Information Sharing Models for Cooperative Cyber Defence

The globalisation and increasing complexity of modern cyber security operations have made it virtually impossible for any organisation to properly manage cyber threats and cyber incidents without leveraging various collaboration instruments with different partners and allies. This is especially relevant in certain areas of national security, like the protection of critical infrastructures, where the partnership amongst public and private sectors is paramount to adequately protect those infrastructures from emerging threats. Over the last years consensus has emerged that sharing information about threats, actors, tactics and other cyber security information will play a central role in deploying an effective cooperative cyber defence. Near real-time information sharing has recently gained momentum as a means to redress the imbalance between defenders and attackers. In practical terms, the majority of current efforts in this area revolve around the idea of developing infrastructures and mechanisms that facilitate information sharing, notably through standardization of data formats and exchange protocols. While developing and deploying such an infrastructure is certainly essential to solve the problem of "how" to effectively share information, we believe that some key aspects still remain unaddressed, namely those related to deciding on "what" to share, "with whom", "when", as well as reasoning about the repercussions of sharing sensitive data. In this paper, we argue that effective policies for near real-time information sharing must rely on, at least, two pillars.
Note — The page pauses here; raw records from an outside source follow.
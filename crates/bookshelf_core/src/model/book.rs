//! Book domain model and field rules.
//!
//! # Responsibility
//! - Define the canonical `Book` record and its per-operation inputs.
//! - Own the ordered field rule table used by every write path.
//!
//! # Invariants
//! - `id` and `created_at` are assigned by storage and never taken from
//!   caller input.
//! - `title` and `author` must not be blank for any persisted book.
//! - Rule evaluation order is the order of [`BOOK_FIELD_RULES`].

use chrono::{DateTime, Utc};
use serde::{Deserialize, Serialize};
use std::error::Error;
use std::fmt::{Display, Formatter};
use uuid::Uuid;

/// Stable identifier assigned by storage on create.
pub type BookId = Uuid;

/// Fields a caller may submit for a book.
#[derive(Debug, Clone, Copy, PartialEq, Eq, Serialize, Deserialize)]
#[serde(rename_all = "snake_case")]
pub enum BookField {
    Title,
    Author,
    Genre,
    Year,
}

impl BookField {
    /// Human-facing label used in violation messages.
    pub fn label(self) -> &'static str {
        match self {
            Self::Title => "Title",
            Self::Author => "Author",
            Self::Genre => "Genre",
            Self::Year => "Year",
        }
    }
}

/// Check applied to one submitted field value.
#[derive(Debug, Clone, Copy, PartialEq, Eq)]
pub enum FieldRule {
    /// Value must be supplied and contain a non-whitespace character.
    NonEmpty,
    /// Value, when not blank, must parse as a whole number.
    WholeNumber,
}

/// One entry of the rule table.
#[derive(Debug, Clone, Copy, PartialEq, Eq)]
pub struct FieldRuleSpec {
    pub field: BookField,
    pub rule: FieldRule,
    pub message: &'static str,
}

/// Ordered rule table. Violations are always reported in this order.
pub const BOOK_FIELD_RULES: &[FieldRuleSpec] = &[
    FieldRuleSpec {
        field: BookField::Title,
        rule: FieldRule::NonEmpty,
        message: "\"Title\" is required",
    },
    FieldRuleSpec {
        field: BookField::Author,
        rule: FieldRule::NonEmpty,
        message: "\"Author\" is required",
    },
    FieldRuleSpec {
        field: BookField::Year,
        rule: FieldRule::WholeNumber,
        message: "\"Year\" must be a whole number",
    },
];

/// A single violated rule.
#[derive(Debug, Clone, PartialEq, Eq, Serialize)]
pub struct FieldViolation {
    pub field: BookField,
    pub message: &'static str,
}

/// Field-level validation failure carrying every violated rule.
#[derive(Debug, Clone, PartialEq, Eq)]
pub struct BookValidationError {
    violations: Vec<FieldViolation>,
}

impl BookValidationError {
    /// Returns violations in rule-table order.
    pub fn violations(&self) -> &[FieldViolation] {
        &self.violations
    }

    /// Returns one message per violated rule.
    pub fn messages(&self) -> Vec<String> {
        self.violations
            .iter()
            .map(|violation| violation.message.to_string())
            .collect()
    }

    fn from_violations(violations: Vec<FieldViolation>) -> Result<(), Self> {
        if violations.is_empty() {
            Ok(())
        } else {
            Err(Self { violations })
        }
    }
}

impl Display for BookValidationError {
    fn fmt(&self, f: &mut Formatter<'_>) -> std::fmt::Result {
        write!(f, "book validation failed: {}", self.messages().join("; "))
    }
}

impl Error for BookValidationError {}

/// Canonical persisted book record.
#[derive(Debug, Clone, PartialEq, Eq, Serialize, Deserialize)]
pub struct Book {
    pub id: BookId,
    pub title: String,
    pub author: String,
    pub genre: Option<String>,
    pub year: Option<i64>,
    /// Unix epoch milliseconds. Display only.
    pub created_at: i64,
}

impl Book {
    /// Formats `created_at` as `Month D, YYYY` in UTC.
    ///
    /// Returns an empty string when the stored timestamp is out of range.
    pub fn published_at(&self) -> String {
        DateTime::<Utc>::from_timestamp_millis(self.created_at)
            .map(|at| at.format("%B %-d, %Y").to_string())
            .unwrap_or_default()
    }

    /// Merges supplied patch fields into this record.
    ///
    /// Fields absent from the patch are left untouched.
    pub fn apply_patch(&mut self, patch: &BookPatch) {
        if let Some(title) = &patch.title {
            self.title = title.clone();
        }
        if let Some(author) = &patch.author {
            self.author = author.clone();
        }
        if let Some(genre) = &patch.genre {
            self.genre = genre.clone();
        }
        if let Some(year) = patch.year {
            self.year = year;
        }
    }

    /// Checks the required-field rules on a fully merged record.
    pub fn validate(&self) -> Result<(), BookValidationError> {
        validate_required(&self.title, &self.author)
    }
}

/// Typed input for creating a book.
#[derive(Debug, Clone, PartialEq, Eq, Default)]
pub struct NewBook {
    pub title: String,
    pub author: String,
    pub genre: Option<String>,
    pub year: Option<i64>,
}

impl NewBook {
    pub fn new(title: impl Into<String>, author: impl Into<String>) -> Self {
        Self {
            title: title.into(),
            author: author.into(),
            genre: None,
            year: None,
        }
    }

    pub fn validate(&self) -> Result<(), BookValidationError> {
        validate_required(&self.title, &self.author)
    }
}

/// Typed partial update. `None` means "leave untouched".
///
/// `genre` and `year` use a nested option so a caller can clear them.
#[derive(Debug, Clone, PartialEq, Eq, Default)]
pub struct BookPatch {
    pub title: Option<String>,
    pub author: Option<String>,
    pub genre: Option<Option<String>>,
    pub year: Option<Option<i64>>,
}

/// Raw values as submitted by a caller, before any coercion.
///
/// Kept verbatim so a rejected form can be redisplayed exactly as entered.
#[derive(Debug, Clone, PartialEq, Eq, Default, Serialize, Deserialize)]
pub struct BookInput {
    #[serde(default, skip_serializing_if = "Option::is_none")]
    pub title: Option<String>,
    #[serde(default, skip_serializing_if = "Option::is_none")]
    pub author: Option<String>,
    #[serde(default, skip_serializing_if = "Option::is_none")]
    pub genre: Option<String>,
    #[serde(default, skip_serializing_if = "Option::is_none")]
    pub year: Option<String>,
}

impl BookInput {
    /// Pre-populates form values from a stored record.
    pub fn from_book(book: &Book) -> Self {
        Self {
            title: Some(book.title.clone()),
            author: Some(book.author.clone()),
            genre: book.genre.clone(),
            year: book.year.map(|year| year.to_string()),
        }
    }

    /// Converts submitted values into a create input.
    ///
    /// Missing `title`/`author` are treated as empty submissions.
    pub fn to_new_book(&self) -> Result<NewBook, BookValidationError> {
        let title = self.title.as_deref().unwrap_or("");
        let author = self.author.as_deref().unwrap_or("");
        BookValidationError::from_violations(evaluate_rules(|field| match field {
            BookField::Title => Some(title),
            BookField::Author => Some(author),
            BookField::Genre => self.genre.as_deref(),
            BookField::Year => self.year.as_deref(),
        }))?;

        Ok(NewBook {
            title: title.to_string(),
            author: author.to_string(),
            genre: optional_text(self.genre.as_deref()),
            year: optional_year(self.year.as_deref()),
        })
    }

    /// Converts submitted values into a partial update.
    ///
    /// Only fields present in the input are checked and merged. A blank
    /// `genre` or `year` clears the stored value.
    pub fn to_patch(&self) -> Result<BookPatch, BookValidationError> {
        BookValidationError::from_violations(evaluate_rules(|field| match field {
            BookField::Title => self.title.as_deref(),
            BookField::Author => self.author.as_deref(),
            BookField::Genre => self.genre.as_deref(),
            BookField::Year => self.year.as_deref(),
        }))?;

        Ok(BookPatch {
            title: self.title.clone(),
            author: self.author.clone(),
            genre: self.genre.as_deref().map(|value| optional_text(Some(value))),
            year: self.year.as_deref().map(|value| optional_year(Some(value))),
        })
    }
}

/// Runs the rule table against submitted values.
///
/// `lookup` returns `None` for fields that were not supplied; their rules are
/// skipped.
fn evaluate_rules<'a>(lookup: impl Fn(BookField) -> Option<&'a str>) -> Vec<FieldViolation> {
    BOOK_FIELD_RULES
        .iter()
        .filter_map(|spec| {
            let value = lookup(spec.field)?;
            let ok = match spec.rule {
                FieldRule::NonEmpty => !value.trim().is_empty(),
                FieldRule::WholeNumber => {
                    value.trim().is_empty() || value.trim().parse::<i64>().is_ok()
                }
            };
            (!ok).then_some(FieldViolation {
                field: spec.field,
                message: spec.message,
            })
        })
        .collect()
}

fn validate_required(title: &str, author: &str) -> Result<(), BookValidationError> {
    let violations = BOOK_FIELD_RULES
        .iter()
        .filter(|spec| spec.rule == FieldRule::NonEmpty)
        .filter(|spec| match spec.field {
            BookField::Title => title.trim().is_empty(),
            BookField::Author => author.trim().is_empty(),
            _ => false,
        })
        .map(|spec| FieldViolation {
            field: spec.field,
            message: spec.message,
        })
        .collect();
    BookValidationError::from_violations(violations)
}

fn optional_text(value: Option<&str>) -> Option<String> {
    value
        .filter(|text| !text.trim().is_empty())
        .map(str::to_string)
}

// Callers must have run the WholeNumber rule first.
fn optional_year(value: Option<&str>) -> Option<i64> {
    value.and_then(|text| text.trim().parse::<i64>().ok())
}

#[cfg(test)]
mod tests {
    use super::{Book, BookField, BookInput, BookPatch, NewBook};
    use uuid::Uuid;

    fn input(title: &str, author: &str) -> BookInput {
        BookInput {
            title: Some(title.to_string()),
            author: Some(author.to_string()),
            ..BookInput::default()
        }
    }

    #[test]
    fn empty_title_and_author_report_two_messages_in_rule_order() {
        let err = input("", "  ").to_new_book().unwrap_err();
        assert_eq!(
            err.messages(),
            vec![
                "\"Title\" is required".to_string(),
                "\"Author\" is required".to_string()
            ]
        );
    }

    #[test]
    fn missing_fields_on_create_count_as_empty() {
        let err = BookInput::default().to_new_book().unwrap_err();
        assert_eq!(err.violations().len(), 2);
    }

    #[test]
    fn non_numeric_year_is_a_field_violation() {
        let mut values = input("Dune", "Herbert");
        values.year = Some("nineteen".to_string());
        let err = values.to_new_book().unwrap_err();
        assert_eq!(err.violations()[0].field, BookField::Year);
    }

    #[test]
    fn blank_optional_fields_become_none() {
        let mut values = input("Dune", "Herbert");
        values.genre = Some(" ".to_string());
        values.year = Some(String::new());
        let book = values.to_new_book().unwrap();
        assert_eq!(book.genre, None);
        assert_eq!(book.year, None);
    }

    #[test]
    fn patch_only_checks_supplied_fields() {
        let values = BookInput {
            genre: Some("Sci-Fi".to_string()),
            ..BookInput::default()
        };
        let patch = values.to_patch().unwrap();
        assert_eq!(patch.title, None);
        assert_eq!(patch.genre, Some(Some("Sci-Fi".to_string())));

        let blank_title = BookInput {
            title: Some(String::new()),
            ..BookInput::default()
        };
        assert!(blank_title.to_patch().is_err());
    }

    #[test]
    fn apply_patch_merges_and_can_clear_optionals() {
        let mut book = Book {
            id: Uuid::new_v4(),
            title: "Dune".to_string(),
            author: "Herbert".to_string(),
            genre: Some("Sci-Fi".to_string()),
            year: Some(1965),
            created_at: 0,
        };
        book.apply_patch(&BookPatch {
            title: Some("Dune Messiah".to_string()),
            year: Some(None),
            ..BookPatch::default()
        });
        assert_eq!(book.title, "Dune Messiah");
        assert_eq!(book.author, "Herbert");
        assert_eq!(book.genre.as_deref(), Some("Sci-Fi"));
        assert_eq!(book.year, None);
    }

    #[test]
    fn published_at_formats_month_day_year() {
        let book = Book {
            id: Uuid::new_v4(),
            title: "t".to_string(),
            author: "a".to_string(),
            genre: None,
            year: None,
            // 2024-03-04T12:00:00Z
            created_at: 1_709_553_600_000,
        };
        assert_eq!(book.published_at(), "March 4, 2024");
    }

    #[test]
    fn new_book_validate_rejects_blank_author() {
        let err = NewBook::new("Dune", "").validate().unwrap_err();
        assert_eq!(err.violations()[0].field, BookField::Author);
    }
}
//! Request dispatch for the bookshelf CLI.
//!
//! # Responsibility
//! - Map each subcommand onto one core book operation.
//! - Turn outcomes into response envelopes, including the single top-level
//!   handler for unexpected failures.
//!
//! # Invariants
//! - Unexpected failures are logged in full but reported only as a generic
//!   message.
//! - Unparsable ids are reported as not-found, like unknown ids.

use bookshelf_core::{
    logging_status, Book, BookForm, BookId, BookInput, BookListing, BookRepository,
    BookService, BookServiceError, WriteOutcome,
};
use clap::{Args, Subcommand};
use log::error;
use serde::Serialize;
use std::error::Error;

pub const GENERIC_FAILURE_MESSAGE: &str = "We goofed!";
const LISTING_LOCATION: &str = "/books";

/// Book operations exposed on the command line.
#[derive(Debug, Clone, PartialEq, Eq, Subcommand)]
pub enum Command {
    /// List books, optionally filtered by a search term.
    List {
        #[arg(long)]
        search: Option<String>,
        /// Page number; invalid values fall back to the first page.
        #[arg(long)]
        page: Option<String>,
    },
    /// Show one book.
    Show { id: String },
    /// Show an empty form for a new book.
    New,
    /// Submit a new book.
    Create(BookArgs),
    /// Show the edit form for a book.
    Edit { id: String },
    /// Submit changes to a book. Omitted fields are left untouched.
    Update {
        id: String,
        #[command(flatten)]
        fields: BookArgs,
    },
    /// Show the book about to be deleted.
    Delete { id: String },
    /// Delete a book.
    Remove { id: String },
    /// Print core health information.
    Health,
}

/// Field flags shared by `create` and `update`.
#[derive(Debug, Clone, Default, PartialEq, Eq, Args)]
pub struct BookArgs {
    #[arg(long)]
    pub title: Option<String>,
    #[arg(long)]
    pub author: Option<String>,
    #[arg(long)]
    pub genre: Option<String>,
    #[arg(long)]
    pub year: Option<String>,
}

impl From<BookArgs> for BookInput {
    fn from(args: BookArgs) -> Self {
        Self {
            title: args.title,
            author: args.author,
            genre: args.genre,
            year: args.year,
        }
    }
}

/// Response envelope printed as JSON.
#[derive(Debug, Clone, PartialEq, Eq, Serialize)]
#[serde(tag = "status", rename_all = "snake_case")]
pub enum Response {
    Listing(BookListing),
    Book {
        book: Book,
        published_at: String,
    },
    Form(BookForm),
    /// Write succeeded; the caller should go back to the listing.
    Redirect {
        location: &'static str,
        book_id: BookId,
    },
    NotFound {
        message: String,
    },
    Error {
        message: &'static str,
    },
    Health {
        ping: &'static str,
        version: &'static str,
    },
}

impl Response {
    /// Logs `err` and returns the generic failure envelope.
    ///
    /// Without an active logger the details go straight to stderr.
    pub fn failure(err: &dyn Error) -> Self {
        if logging_status().is_none() {
            eprintln!("bookshelf: request failed: {err}");
        }
        error!("event=request_failed module=cli status=error error={err}");
        Self::Error {
            message: GENERIC_FAILURE_MESSAGE,
        }
    }

    /// Process exit status for this envelope.
    pub fn exit_code(&self) -> u8 {
        match self {
            Self::Error { .. } => 1,
            Self::NotFound { .. } => 2,
            Self::Form(form) if form.has_errors() => 3,
            _ => 0,
        }
    }

    fn book(book: Book) -> Self {
        Self::Book {
            published_at: book.published_at(),
            book,
        }
    }

    fn not_found(id: &str) -> Self {
        Self::NotFound {
            message: format!("book not found: {id}"),
        }
    }
}

/// Runs one command against the service.
pub fn execute<R: BookRepository>(service: &BookService<R>, command: Command) -> Response {
    match command {
        Command::List { search, page } => {
            respond(service.list_books(search.as_deref(), page.as_deref()), Response::Listing)
        }
        Command::Show { id } => with_id(&id, |id| respond(service.get_book(id), Response::book)),
        Command::New => Response::Form(service.new_form()),
        Command::Create(fields) => respond(service.create_book(&fields.into()), written),
        Command::Edit { id } => with_id(&id, |id| respond(service.edit_form(id), Response::Form)),
        Command::Update { id, fields } => with_id(&id, |id| {
            respond(service.update_book(id, &fields.into()), written)
        }),
        Command::Delete { id } => {
            with_id(&id, |id| respond(service.confirm_delete(id), Response::book))
        }
        Command::Remove { id } => with_id(&id, |book_id| {
            respond(service.delete_book(book_id), |()| Response::Redirect {
                location: LISTING_LOCATION,
                book_id,
            })
        }),
        Command::Health => Response::Health {
            ping: bookshelf_core::ping(),
            version: bookshelf_core::core_version(),
        },
    }
}

fn with_id(raw: &str, f: impl FnOnce(BookId) -> Response) -> Response {
    match raw.trim().parse::<BookId>() {
        Ok(id) => f(id),
        Err(_) => Response::not_found(raw),
    }
}

fn respond<T>(
    result: Result<T, BookServiceError>,
    on_ok: impl FnOnce(T) -> Response,
) -> Response {
    match result {
        Ok(value) => on_ok(value),
        Err(BookServiceError::BookNotFound(id)) => Response::not_found(&id.to_string()),
        Err(err) => Response::failure(&err),
    }
}

fn written(outcome: WriteOutcome) -> Response {
    match outcome {
        WriteOutcome::Saved(book) => Response::Redirect {
            location: LISTING_LOCATION,
            book_id: book.id,
        },
        WriteOutcome::Invalid(form) => Response::Form(form),
    }
}
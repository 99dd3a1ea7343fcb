//! Bookshelf command-line entry point.
//!
//! # Responsibility
//! - Resolve configuration from flags and environment.
//! - Bootstrap logging and storage, then dispatch one book command.
//! - Print the response envelope as JSON and exit with its status code.

mod commands;

use bookshelf_core::db::open_db;
use bookshelf_core::{
    flush_logging, init_logging, BookService, BookshelfConfig, SqliteBookRepository,
};
use clap::Parser;
use commands::{Command, Response};
use std::path::PathBuf;
use std::process::ExitCode;

#[derive(Debug, Parser)]
#[command(name = "bookshelf")]
#[command(about = "Search, page through, and edit a collection of books")]
#[command(version)]
struct Cli {
    /// SQLite database file. Overrides BOOKSHELF_DB_PATH.
    #[arg(long)]
    db_path: Option<PathBuf>,

    /// Absolute directory for rolling log files. Overrides BOOKSHELF_LOG_DIR.
    #[arg(long)]
    log_dir: Option<PathBuf>,

    /// trace|debug|info|warn|error. Overrides BOOKSHELF_LOG_LEVEL.
    #[arg(long)]
    log_level: Option<String>,

    #[command(subcommand)]
    command: Command,
}

fn main() -> ExitCode {
    let cli = Cli::parse();
    let response = run(cli);
    flush_logging();

    match serde_json::to_string_pretty(&response) {
        Ok(text) => println!("{text}"),
        Err(err) => {
            eprintln!("bookshelf: failed to encode response: {err}");
            return ExitCode::FAILURE;
        }
    }
    ExitCode::from(response.exit_code())
}

fn run(cli: Cli) -> Response {
    // An unreadable environment is reported after logging is up.
    let (mut config, config_error) = match BookshelfConfig::from_env() {
        Ok(config) => (config, None),
        Err(err) => (BookshelfConfig::default(), Some(err)),
    };
    if let Some(db_path) = cli.db_path {
        config.db_path = db_path;
    }
    if let Some(log_dir) = cli.log_dir {
        config.log_dir = log_dir;
    }
    if let Some(level) = cli.log_level {
        config.log_level = level;
    }

    if let Err(err) = init_logging(&config.log_level, &config.log_dir.to_string_lossy()) {
        eprintln!("bookshelf: file logging disabled: {err}");
    }
    if let Some(err) = config_error {
        return Response::failure(&err);
    }

    let conn = match open_db(&config.db_path) {
        Ok(conn) => conn,
        Err(err) => return Response::failure(&err),
    };
    let repo = match SqliteBookRepository::try_new(&conn) {
        Ok(repo) => repo,
        Err(err) => return Response::failure(&err),
    };

    commands::execute(&BookService::new(repo), cli.command)
}
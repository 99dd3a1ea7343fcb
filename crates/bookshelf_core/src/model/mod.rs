//! Book domain model.
//!
//! # Responsibility
//! - Define canonical data structures used by core business logic.
//! - Separate raw submitted input from typed create/update inputs.
//!
//! # Invariants
//! - Every book is identified by a stable `BookId`.
//! - Deletion is a hard delete; no tombstones are kept.

pub mod book;
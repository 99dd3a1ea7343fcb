//! Page window arithmetic for book listings.
//!
//! # Invariants
//! - Page numbers are 1-based; anything unparsable or below 1 becomes 1.
//! - `offset = (page - 1) * page_size`.
//! - `total_pages = ceil(total_count / page_size)`.

use serde::Serialize;

/// Number of books shown per listing page.
pub const PAGE_SIZE: u32 = 5;

/// Requested listing window.
#[derive(Debug, Clone, Copy, PartialEq, Eq)]
pub struct PageRequest {
    pub page: u32,
    pub page_size: u32,
}

impl Default for PageRequest {
    fn default() -> Self {
        Self::new(1)
    }
}

impl PageRequest {
    /// Creates a request for `page` with the default page size.
    pub fn new(page: u32) -> Self {
        Self {
            page: page.max(1),
            page_size: PAGE_SIZE,
        }
    }

    /// Creates a request from a raw caller-supplied page value.
    pub fn parse(raw: Option<&str>) -> Self {
        Self::new(parse_page(raw))
    }

    /// Number of rows to skip.
    pub fn offset(&self) -> u64 {
        u64::from(self.page.saturating_sub(1)) * u64::from(self.page_size)
    }

    /// Maximum number of rows in this window.
    pub fn limit(&self) -> u32 {
        self.page_size
    }
}

/// Parses a page value with integer-prefix semantics.
///
/// Leading whitespace and a sign are accepted and trailing garbage is
/// ignored (`"3abc"` is page 3). Absent, non-numeric, zero and negative
/// values all yield page 1; values past `u32::MAX` saturate.
pub fn parse_page(raw: Option<&str>) -> u32 {
    let Some(raw) = raw else {
        return 1;
    };
    let text = raw.trim_start();
    let (negative, digits) = match text.as_bytes().first() {
        Some(b'-') => (true, &text[1..]),
        Some(b'+') => (false, &text[1..]),
        _ => (false, text),
    };

    let digit_count = digits.bytes().take_while(u8::is_ascii_digit).count();
    if digit_count == 0 || negative {
        return 1;
    }

    let value = digits[..digit_count]
        .bytes()
        .fold(0_u32, |acc, digit| {
            acc.saturating_mul(10).saturating_add(u32::from(digit - b'0'))
        });
    value.max(1)
}

/// Returns the number of pages needed for `total_count` rows.
pub fn total_pages(total_count: u64, page_size: u32) -> u64 {
    if page_size == 0 {
        return 0;
    }
    total_count.div_ceil(u64::from(page_size))
}

/// Page metadata returned alongside a listing.
#[derive(Debug, Clone, Copy, PartialEq, Eq, Serialize)]
pub struct PageInfo {
    pub page: u32,
    pub page_size: u32,
    pub total_count: u64,
    pub total_pages: u64,
}

impl PageInfo {
    pub fn new(request: PageRequest, total_count: u64) -> Self {
        Self {
            page: request.page,
            page_size: request.page_size,
            total_count,
            total_pages: total_pages(total_count, request.page_size),
        }
    }

    /// Previous page number, if the current page is not the first.
    pub fn previous_page(&self) -> Option<u32> {
        (self.page > 1).then(|| self.page - 1)
    }

    /// Next page number, if more pages follow the current one.
    pub fn next_page(&self) -> Option<u32> {
        (u64::from(self.page) < self.total_pages).then(|| self.page + 1)
    }
}
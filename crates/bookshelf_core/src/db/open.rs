//! Connection bootstrap for the book store.
//!
//! # Invariants
//! - Returned connections have `foreign_keys=ON` and a busy timeout.
//! - Returned connections have every migration applied.
//! - Returned connections carry the search case-fold SQL function.

use super::migrations::apply_migrations;
use super::DbResult;
use crate::search::filter::register_fold_function;
use log::{error, info};
use rusqlite::Connection;
use std::path::Path;
use std::time::{Duration, Instant};

const BUSY_TIMEOUT: Duration = Duration::from_secs(5);

/// Opens a SQLite database file and applies all pending migrations.
///
/// The file is created when it does not exist yet.
pub fn open_db(path: impl AsRef<Path>) -> DbResult<Connection> {
    open_with("file", || Connection::open(path))
}

/// Opens a private in-memory database with the full schema applied.
///
/// Mostly useful for tests and throwaway sessions.
pub fn open_db_in_memory() -> DbResult<Connection> {
    open_with("memory", Connection::open_in_memory)
}

fn open_with(
    mode: &'static str,
    connect: impl FnOnce() -> rusqlite::Result<Connection>,
) -> DbResult<Connection> {
    let started_at = Instant::now();
    info!("event=db_open module=db status=start mode={mode}");

    let result = connect()
        .map_err(Into::into)
        .and_then(|mut conn| bootstrap_connection(&mut conn).map(|()| conn));

    match &result {
        Ok(_) => info!(
            "event=db_open module=db status=ok mode={mode} duration_ms={}",
            started_at.elapsed().as_millis()
        ),
        Err(err) => error!(
            "event=db_open module=db status=error mode={mode} duration_ms={} error={err}",
            started_at.elapsed().as_millis()
        ),
    }
    result
}

fn bootstrap_connection(conn: &mut Connection) -> DbResult<()> {
    conn.execute_batch("PRAGMA foreign_keys = ON;")?;
    conn.busy_timeout(BUSY_TIMEOUT)?;
    register_fold_function(conn)?;
    apply_migrations(conn)
}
First, formal models to estimate the subjective value of the information shared should be developed. Second, trust/reputation models that consider the dynamic behaviour and changing factors of the sharing community have to be identified. For the latter, we propose to model information sharing communities as directed graphs, with nodes representing community members and edges modelling sharing relationships among them. Relevant properties of both nodes and edges are captured through attributes attached to each of them, which subsequently facilitate reasoning about particular data exchanges.